Lonely? Don't Get a Cold

Are you lonely tonight?

No, I'm not channeling Elvis.  But a new study says that if you are, that cold is going to feel worse.

I suppose it makes sense.  Back when I was single, everything seemed harder because there was no soft place to fall.  Getting sick was the worst (which I often did, in many of my jobs where I traveled often, though I did come home from a vacation in the Bahamas with strep throat -- though it did lead to how I met my husband.  But that's a story for another time).

Having a cold is bad enough, but having a cold if you’re lonely can actually feel worse, according to research published by the American Psychological Association, newswise.com reports.

By finding lonely people and infecting them with the cold virus (how cruel), researchers determined that those who had weaker social networks were more likely to report their cold symptoms were more severe than cold sufferers who didn’t feel lonely, according to the study published in the APA journal Health Psychology.

“Research has shown that loneliness puts people at risk for early death and other physical illnesses,” says study author Angie LeRoy, a graduate student in psychology at Rice University. “But nothing had been done to look at an acute but temporary illness that we're all vulnerable to – the common cold.”

And feeling lonely had a greater effect on symptoms than actually being lonely, the researchers found.

“We looked at the quality of people’s relationships, not the quantity,” LeRoy explains. “You can be in a crowded room and feel lonely. That perception is what seems to be important when it comes to cold symptoms.”

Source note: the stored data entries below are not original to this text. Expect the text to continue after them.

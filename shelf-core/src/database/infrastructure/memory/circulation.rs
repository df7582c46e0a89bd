use std::cmp::Reverse;

use async_trait::async_trait;
use chrono::{NaiveDate, Utc};
use shelf_model::{
    Borrowing, BorrowingId, Member, MemberId, NewBorrowing, NewMember,
    NewReview, Review, ReviewId, review::check_rating,
};
use tracing::{info, warn};

use super::{InMemoryDatabase, next_id};
use crate::database::ports::borrowings::{
    BorrowingFilter, BorrowingRepository, CheckInOutcome, CheckoutOutcome,
};
use crate::database::ports::{members::MemberRepository, reviews::ReviewRepository};
use crate::error::{EntityKind, Result, ShelfError};

#[async_trait]
impl MemberRepository for InMemoryDatabase {
    async fn create_member(&self, member: NewMember) -> Result<Member> {
        let mut state = self.state.lock().await;

        let mut stored = Member {
            id: MemberId(0),
            name: member.name,
            email: member.email,
            phone: member.phone,
            address: member.address,
            library_id: member.library_id,
            membership_date: Utc::now().date_naive(),
            is_active: member.is_active,
        };
        state.check_member_row(&stored, "Failed to create member")?;

        stored.id = MemberId(next_id(&mut state.sequences.member));
        state.members.insert(stored.id, stored.clone());
        Ok(stored)
    }

    async fn get_member(&self, id: MemberId) -> Result<Option<Member>> {
        let state = self.state.lock().await;
        Ok(state.members.get(&id).cloned())
    }

    async fn list_members(&self) -> Result<Vec<Member>> {
        let state = self.state.lock().await;
        Ok(state.members.values().cloned().collect())
    }

    async fn update_member(&self, member: &Member) -> Result<Member> {
        let mut state = self.state.lock().await;
        let membership_date = state
            .members
            .get(&member.id)
            .map(|stored| stored.membership_date)
            .ok_or(ShelfError::NotFound(EntityKind::Member))?;

        let updated = Member {
            membership_date,
            ..member.clone()
        };
        state.check_member_row(&updated, "Failed to update member")?;

        state.members.insert(updated.id, updated.clone());
        Ok(updated)
    }

    async fn delete_member(&self, id: MemberId) -> Result<bool> {
        let mut state = self.state.lock().await;
        if !state.members.contains_key(&id) {
            return Ok(false);
        }

        state.release_held_copies(|loan| loan.member_id == id)?;
        state.members.remove(&id);
        state.drop_member_rows(id);

        info!(member_id = %id, "member deleted");
        Ok(true)
    }

    async fn count_members(&self) -> Result<u64> {
        let state = self.state.lock().await;
        Ok(state.members.len() as u64)
    }
}

#[async_trait]
impl BorrowingRepository for InMemoryDatabase {
    async fn get_borrowing(&self, id: BorrowingId) -> Result<Option<Borrowing>> {
        let state = self.state.lock().await;
        Ok(state.borrowings.get(&id).cloned())
    }

    async fn list_borrowings(
        &self,
        filter: BorrowingFilter,
    ) -> Result<Vec<Borrowing>> {
        let state = self.state.lock().await;
        let mut loans: Vec<Borrowing> = state
            .borrowings
            .values()
            .filter(|loan| filter.matches(loan))
            .cloned()
            .collect();
        loans.sort_by_key(|loan| Reverse((loan.borrow_date, loan.id)));
        Ok(loans)
    }

    async fn count_borrowings(&self, filter: BorrowingFilter) -> Result<u64> {
        let state = self.state.lock().await;
        let count = state
            .borrowings
            .values()
            .filter(|loan| filter.matches(loan))
            .count();
        Ok(count as u64)
    }

    async fn checkout(&self, loan: NewBorrowing) -> Result<CheckoutOutcome> {
        let mut state = self.state.lock().await;

        let has_copy = state
            .books
            .get(&loan.book_id)
            .is_some_and(|book| book.available_copies > 0);
        if !has_copy {
            return Ok(CheckoutOutcome::Unavailable);
        }
        state.ensure_book_and_member(
            loan.book_id,
            loan.member_id,
            "Failed to record borrowing",
        )?;

        if let Some(book) = state.books.get_mut(&loan.book_id) {
            book.available_copies -= 1;
        }
        let id = BorrowingId(next_id(&mut state.sequences.borrowing));
        let borrowing = Borrowing {
            id,
            book_id: loan.book_id,
            member_id: loan.member_id,
            borrow_date: loan.borrow_date,
            due_date: loan.due_date,
            return_date: None,
            is_returned: false,
        };
        state.borrowings.insert(id, borrowing.clone());
        Ok(CheckoutOutcome::Recorded(borrowing))
    }

    async fn record_returned(&self, loan: NewBorrowing) -> Result<Borrowing> {
        let mut state = self.state.lock().await;
        state.ensure_book_and_member(
            loan.book_id,
            loan.member_id,
            "Failed to record borrowing",
        )?;
        let return_date = loan.return_date.ok_or_else(|| {
            ShelfError::validation(
                "return_date",
                "required once a borrowing is returned",
            )
        })?;

        let id = BorrowingId(next_id(&mut state.sequences.borrowing));
        let borrowing = Borrowing {
            id,
            book_id: loan.book_id,
            member_id: loan.member_id,
            borrow_date: loan.borrow_date,
            due_date: loan.due_date,
            return_date: Some(return_date),
            is_returned: true,
        };
        state.borrowings.insert(id, borrowing.clone());
        Ok(borrowing)
    }

    async fn check_in(
        &self,
        id: BorrowingId,
        returned_on: NaiveDate,
    ) -> Result<CheckInOutcome> {
        let mut state = self.state.lock().await;

        let Some(loan) = state.borrowings.get(&id) else {
            return Ok(CheckInOutcome::Missing);
        };
        if loan.is_returned {
            return Ok(CheckInOutcome::AlreadyReturned);
        }
        let book_id = loan.book_id;

        let has_room = state
            .books
            .get(&book_id)
            .is_some_and(|book| book.available_copies < book.total_copies);
        if !has_room {
            warn!(
                borrowing_id = %id,
                book_id = %book_id,
                "check-in would exceed total copies, rolled back"
            );
            return Ok(CheckInOutcome::CopiesOverflow { book_id });
        }

        if let Some(book) = state.books.get_mut(&book_id) {
            book.available_copies += 1;
        }
        let Some(loan) = state.borrowings.get_mut(&id) else {
            return Ok(CheckInOutcome::Missing);
        };
        loan.is_returned = true;
        loan.return_date = Some(returned_on);
        Ok(CheckInOutcome::Returned(loan.clone()))
    }

    async fn update_due_date(
        &self,
        id: BorrowingId,
        due_date: NaiveDate,
    ) -> Result<Option<Borrowing>> {
        let mut state = self.state.lock().await;
        Ok(state.borrowings.get_mut(&id).map(|loan| {
            loan.due_date = due_date;
            loan.clone()
        }))
    }

    async fn delete_borrowing(&self, id: BorrowingId) -> Result<bool> {
        let mut state = self.state.lock().await;
        let Some(loan) = state.borrowings.get(&id) else {
            return Ok(false);
        };

        if loan.is_active() {
            let book_id = loan.book_id;
            state.release_held_copies(|held| held.id == id)?;
            info!(borrowing_id = %id, book_id = %book_id, "active loan deleted, copy released");
        }
        state.borrowings.remove(&id);
        Ok(true)
    }
}

#[async_trait]
impl ReviewRepository for InMemoryDatabase {
    async fn create_review(&self, review: NewReview) -> Result<Review> {
        let mut state = self.state.lock().await;
        state.ensure_book_and_member(
            review.book_id,
            review.member_id,
            "Failed to create review",
        )?;
        check_rating(review.rating)?;

        let duplicate = state.reviews.values().any(|existing| {
            existing.book_id == review.book_id
                && existing.member_id == review.member_id
        });
        if duplicate {
            return Err(ShelfError::validation(
                "non_field_errors",
                "The fields book, member must make a unique set.",
            ));
        }

        let id = ReviewId(next_id(&mut state.sequences.review));
        let review = Review {
            id,
            book_id: review.book_id,
            member_id: review.member_id,
            rating: review.rating,
            comment: review.comment,
            created_at: Utc::now(),
        };
        state.reviews.insert(id, review.clone());
        Ok(review)
    }

    async fn get_review(&self, id: ReviewId) -> Result<Option<Review>> {
        let state = self.state.lock().await;
        Ok(state.reviews.get(&id).cloned())
    }

    async fn list_reviews(&self) -> Result<Vec<Review>> {
        let state = self.state.lock().await;
        Ok(state.reviews.values().cloned().collect())
    }

    async fn update_review(&self, review: &Review) -> Result<Review> {
        check_rating(review.rating)?;

        let mut state = self.state.lock().await;
        let stored = state
            .reviews
            .get_mut(&review.id)
            .ok_or(ShelfError::NotFound(EntityKind::Review))?;
        stored.rating = review.rating;
        stored.comment = review.comment.clone();
        Ok(stored.clone())
    }

    async fn delete_review(&self, id: ReviewId) -> Result<bool> {
        let mut state = self.state.lock().await;
        Ok(state.reviews.remove(&id).is_some())
    }

    async fn average_rating(&self) -> Result<Option<f64>> {
        let state = self.state.lock().await;
        if state.reviews.is_empty() {
            return Ok(None);
        }
        let sum: f64 = state.reviews.values().map(|r| f64::from(r.rating)).sum();
        Ok(Some(sum / state.reviews.len() as f64))
    }
}
use axum::{
    Json,
    extract::{
        FromRequest, FromRequestParts, Path, Request,
        rejection::{JsonRejection, PathRejection},
    },
    http::request::Parts,
};
use serde::de::DeserializeOwned;

use super::errors::AppError;

/// `Json` whose rejections use the service's error body and status 400.
#[derive(Debug, Clone, Copy, Default)]
pub struct ApiJson<T>(pub T);

impl<S, T> FromRequest<S> for ApiJson<T>
where
    T: DeserializeOwned,
    S: Send + Sync,
{
    type Rejection = AppError;

    async fn from_request(req: Request, state: &S) -> Result<Self, Self::Rejection> {
        match Json::<T>::from_request(req, state).await {
            Ok(Json(value)) => Ok(Self(value)),
            Err(rejection) => Err(json_rejection_to_error(rejection)),
        }
    }
}

/// `Path` whose rejections use the service's error body. Keeps axum's
/// status: 400 for an unparsable segment, 500 for a routing mismatch.
#[derive(Debug, Clone, Copy, Default)]
pub struct ApiPath<T>(pub T);

impl<S, T> FromRequestParts<S> for ApiPath<T>
where
    T: DeserializeOwned + Send,
    S: Send + Sync,
{
    type Rejection = AppError;

    async fn from_request_parts(
        parts: &mut Parts,
        state: &S,
    ) -> Result<Self, Self::Rejection> {
        match Path::<T>::from_request_parts(parts, state).await {
            Ok(Path(value)) => Ok(Self(value)),
            Err(rejection) => Err(path_rejection_to_error(rejection)),
        }
    }
}

fn json_rejection_to_error(rejection: JsonRejection) -> AppError {
    tracing::debug!(error = %rejection, "rejected request body");
    AppError::bad_request(rejection.body_text())
}

fn path_rejection_to_error(rejection: PathRejection) -> AppError {
    tracing::debug!(error = %rejection, "rejected path parameters");
    AppError::new(rejection.status(), rejection.body_text())
}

The researchers studied 159 people, all unmarried, ranging in age from 18 to 55. Nearly 60 percent were men. All were assessed for their psychological and physical health, given cold-inducing nasal drops and quarantined for five days in hotel rooms.

The participants were monitored during and after the five-day stay. After adjusting for gender and age, the season, depressive affect and social isolation, the researchers found that those who felt lonely were no more likely to get a cold than those who didn’t feel isolated.

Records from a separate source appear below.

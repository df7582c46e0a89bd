//! # Shelf Server
//!
//! Library record-keeping service: libraries, books, authors, categories,
//! members, borrowings and reviews over a JSON API under `/api`.
//!
//! Configuration comes from `.env`, an optional `shelf.toml` and the
//! environment; `--host`, `--port` and `--config` override it.

use std::path::PathBuf;

use anyhow::Context;
use clap::{Args as ClapArgs, Parser, Subcommand};
use tracing::{info, warn};
use tracing_subscriber::{layer::SubscriberExt, util::SubscriberInitExt};

use shelf_config::{ConfigLoad, ConfigLoader, ConfigWarnings};
use shelf_server::{
    create_app,
    infra::startup::{build_state, connect_postgres},
};

/// CLI entry point
#[derive(Parser, Debug)]
#[command(name = "shelf-server")]
#[command(about = "Library catalog and circulation service")]
struct Cli {
    #[command(subcommand)]
    command: Option<Command>,

    #[command(flatten)]
    serve: ServeArgs,
}

#[derive(ClapArgs, Debug, Clone)]
struct ServeArgs {
    /// Path to a TOML configuration file
    #[arg(short, long)]
    config: Option<PathBuf>,

    /// Path to the .env file (defaults to ./.env)
    #[arg(long)]
    env_file: Option<PathBuf>,

    /// Server port (overrides config)
    #[arg(short, long)]
    port: Option<u16>,

    /// Server host (overrides config)
    #[arg(long)]
    host: Option<String>,
}

#[derive(Debug, Subcommand)]
enum Command {
    #[command(subcommand)]
    Db(DbCommand),
}

#[derive(Debug, Subcommand)]
enum DbCommand {
    /// Apply database migrations and exit
    Migrate,
}

#[tokio::main]
async fn main() -> anyhow::Result<()> {
    let cli = Cli::parse();

    if let Some(Command::Db(DbCommand::Migrate)) = cli.command {
        return run_db_migrate(&cli.serve).await;
    }

    run_server(cli.serve).await
}

async fn run_db_migrate(args: &ServeArgs) -> anyhow::Result<()> {
    let ConfigLoad { config, .. } = load_runtime_config(args)?;
    let postgres = connect_postgres(&config).await?;
    postgres
        .migrate()
        .await
        .context("database migration failed")?;
    info!("Database migrations applied successfully");
    Ok(())
}

async fn run_server(args: ServeArgs) -> anyhow::Result<()> {
    let ConfigLoad { config, .. } = load_runtime_config(&args)?;
    let addr = config.server.bind_address();

    let state = build_state(config).await?;
    let app = create_app(state);

    let listener = tokio::net::TcpListener::bind(&addr)
        .await
        .with_context(|| format!("failed to bind {addr}"))?;
    info!("Starting Shelf server on {addr}");

    axum::serve(listener, app)
        .with_graceful_shutdown(shutdown_signal())
        .await
        .context("server error")?;

    info!("Shelf server stopped");
    Ok(())
}

fn load_runtime_config(args: &ServeArgs) -> anyhow::Result<ConfigLoad> {
    let mut loader = ConfigLoader::new();
    if let Some(path) = args.config.clone() {
        loader = loader.with_config_path(path);
    }
    if let Some(path) = args.env_file.clone() {
        loader = loader.with_env_file(path);
    }

    let ConfigLoad {
        mut config,
        warnings,
    } = loader.load().context("failed to load configuration")?;

    if let Some(port) = args.port {
        config.server.port = port;
    }
    if let Some(host) = args.host.clone() {
        config.server.host = host;
    }

    init_tracing();

    if config.metadata.env_file_loaded {
        info!("loaded .env file");
    }
    if let Some(path) = &config.metadata.config_path {
        info!(path = %path.display(), "loaded configuration file");
    }
    log_warnings(&warnings);

    Ok(ConfigLoad { config, warnings })
}

fn init_tracing() {
    tracing_subscriber::registry()
        .with(
            tracing_subscriber::EnvFilter::try_from_default_env()
                .unwrap_or_else(|_| "info,tower_http=warn,sqlx=warn".into()),
        )
        .with(tracing_subscriber::fmt::layer())
        .init();
}

fn log_warnings(warnings: &ConfigWarnings) {
    for warning in &warnings.items {
        match &warning.hint {
            Some(hint) => {
                warn!(warning = %warning.message, hint = %hint, "configuration warning")
            }
            None => warn!(warning = %warning.message, "configuration warning"),
        }
    }
}

async fn shutdown_signal() {
    let ctrl_c = async {
        if let Err(err) = tokio::signal::ctrl_c().await {
            warn!(error = %err, "failed to listen for ctrl-c");
            std::future::pending::<()>().await;
        }
    };

    #[cfg(unix)]
    let terminate = async {
        match tokio::signal::unix::signal(tokio::signal::unix::SignalKind::terminate()) {
            Ok(mut signal) => {
                signal.recv().await;
            }
            Err(err) => {
                warn!(error = %err, "failed to install SIGTERM handler");
                std::future::pending::<()>().await;
            }
        }
    };

    #[cfg(not(unix))]
    let terminate = std::future::pending::<()>();

    tokio::select! {
        _ = ctrl_c => {},
        _ = terminate => {},
    }

    info!("shutdown signal received");
}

But among those who actually came down with a cold (75 percent of the sample), people who were lonelier at baseline reported worse cold symptoms. The size of the participants' social networks appeared to have no bearing on how sick they felt.

“It's all about a particular predisposition (loneliness) interacting with a particular stressor,” adds study co-author Chris Fagundes, PhD, a psychology professor at Rice University.

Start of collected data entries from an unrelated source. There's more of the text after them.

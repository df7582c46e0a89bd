use thiserror::Error;

use crate::models::{Config, StorageBackend};

#[derive(Debug, Error)]
pub enum ConfigGuardRailError {
    #[error("DATABASE_URL is required when the postgres storage backend is selected")]
    MissingDatabaseUrl,
    #[error(
        "loan bounds must satisfy 1 <= default_loan_days ({default}) <= max_loan_days ({max})"
    )]
    InvalidLoanBounds { default: u32, max: u32 },
    #[error(
        "DB_MIN_CONNECTIONS ({min}) exceeds DB_MAX_CONNECTIONS ({max})"
    )]
    InvalidPoolBounds { min: u32, max: u32 },
}

#[derive(Debug, Clone)]
pub struct ConfigWarning {
    pub message: String,
    pub hint: Option<String>,
}

#[derive(Debug, Default, Clone)]
pub struct ConfigWarnings {
    pub items: Vec<ConfigWarning>,
}

impl ConfigWarnings {
    pub fn push<S: Into<String>>(&mut self, message: S) {
        self.items.push(ConfigWarning {
            message: message.into(),
            hint: None,
        });
    }

    pub fn push_with_hint<S: Into<String>, H: Into<String>>(
        &mut self,
        message: S,
        hint: H,
    ) {
        self.items.push(ConfigWarning {
            message: message.into(),
            hint: Some(hint.into()),
        });
    }

    pub fn is_empty(&self) -> bool {
        self.items.is_empty()
    }

    pub fn len(&self) -> usize {
        self.items.len()
    }

    pub fn extend(&mut self, other: ConfigWarnings) {
        self.items.extend(other.items);
    }
}

pub fn apply_guard_rails(
    config: &Config,
) -> Result<ConfigWarnings, ConfigGuardRailError> {
    let mut warnings = ConfigWarnings::default();

    let circulation = &config.circulation;
    if circulation.default_loan_days == 0
        || circulation.default_loan_days > circulation.max_loan_days
    {
        return Err(ConfigGuardRailError::InvalidLoanBounds {
            default: circulation.default_loan_days,
            max: circulation.max_loan_days,
        });
    }

    match config.storage.backend {
        StorageBackend::Postgres => {
            if config.database.url.is_none() {
                return Err(ConfigGuardRailError::MissingDatabaseUrl);
            }
            if config.database.min_connections
                > config.database.max_connections
            {
                return Err(ConfigGuardRailError::InvalidPoolBounds {
                    min: config.database.min_connections,
                    max: config.database.max_connections,
                });
            }
        }
        StorageBackend::Memory => {
            warnings.push_with_hint(
                "Using the in-memory storage backend; records are lost on shutdown",
                "Set SHELF_STORAGE=postgres and DATABASE_URL to persist data",
            );
            if config.database.url.is_some() {
                warnings.push(
                    "DATABASE_URL is set but ignored by the in-memory storage backend",
                );
            }
        }
    }

    if config.cors.is_wildcard_included() {
        if config.dev_mode {
            warnings.push("CORS wildcard origin enabled");
        } else {
            warnings.push_with_hint(
                "CORS wildcard origin enabled outside DEV_MODE; any site may call the API",
                "List explicit origins in CORS_ALLOWED_ORIGINS",
            );
        }
    }

    Ok(warnings)
}

#[cfg(test)]
mod tests {
    use super::*;
    use crate::models::{
        CirculationConfig, ConfigMetadata, CorsConfig, DatabaseConfig,
        ServerConfig, StorageConfig,
    };

    fn config(backend: StorageBackend, url: Option<&str>) -> Config {
        Config {
            server: ServerConfig {
                host: "127.0.0.1".into(),
                port: 3000,
            },
            database: DatabaseConfig {
                url: url.map(str::to_string),
                max_connections: 10,
                min_connections: 1,
            },
            storage: StorageConfig { backend },
            cors: CorsConfig {
                allowed_origins: vec!["http://localhost:3000".into()],
            },
            circulation: CirculationConfig::default(),
            dev_mode: false,
            metadata: ConfigMetadata::default(),
        }
    }

    #[test]
    fn postgres_requires_url() {
        let err = apply_guard_rails(&config(StorageBackend::Postgres, None))
            .unwrap_err();
        assert!(matches!(err, ConfigGuardRailError::MissingDatabaseUrl));

        let warnings = apply_guard_rails(&config(
            StorageBackend::Postgres,
            Some("postgres://localhost/shelf"),
        ))
        .expect("valid");
        assert!(warnings.is_empty());
    }

    #[test]
    fn memory_backend_warns() {
        let warnings =
            apply_guard_rails(&config(StorageBackend::Memory, None))
                .expect("valid");
        assert_eq!(warnings.len(), 1);
        assert!(warnings.items[0].hint.is_some());
    }

    #[test]
    fn loan_bounds_are_checked() {
        let mut cfg = config(StorageBackend::Memory, None);
        cfg.circulation = CirculationConfig {
            default_loan_days: 30,
            max_loan_days: 21,
        };
        assert!(matches!(
            apply_guard_rails(&cfg),
            Err(ConfigGuardRailError::InvalidLoanBounds {
                default: 30,
                max: 21
            })
        ));

        cfg.circulation.default_loan_days = 0;
        assert!(apply_guard_rails(&cfg).is_err());

        cfg.circulation.default_loan_days = 21;
        assert!(apply_guard_rails(&cfg).is_ok());
    }

    #[test]
    fn wildcard_cors_is_a_warning() {
        let mut cfg =
            config(StorageBackend::Postgres, Some("postgres://localhost/x"));
        cfg.cors.allowed_origins.push("*".into());
        let warnings = apply_guard_rails(&cfg).expect("valid");
        assert_eq!(warnings.len(), 1);
        assert!(warnings.items[0].message.contains("wildcard"));
    }

    #[test]
    fn pool_bounds_are_checked() {
        let mut cfg =
            config(StorageBackend::Postgres, Some("postgres://localhost/x"));
        cfg.database.min_connections = 20;
        assert!(matches!(
            apply_guard_rails(&cfg),
            Err(ConfigGuardRailError::InvalidPoolBounds { min: 20, max: 10 })
        ));
    }
}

I recently read a NYT column by Jane Brody that said people with positive attitudes live longer.  Now I'm someone who doesn't really believe that -- or feels guilt when I can't do this.  I fought both infertility and cancer, twice, with as optimistic an outlook as possible but it was still terrible.  Thankfully, I'm now 10 years out and I have a (mostly) wonderful almost 16-year-old.  But what's so off-putting about this positive outlook stuff is that if, you can't, you feel terrible guilt.  And no one needs that.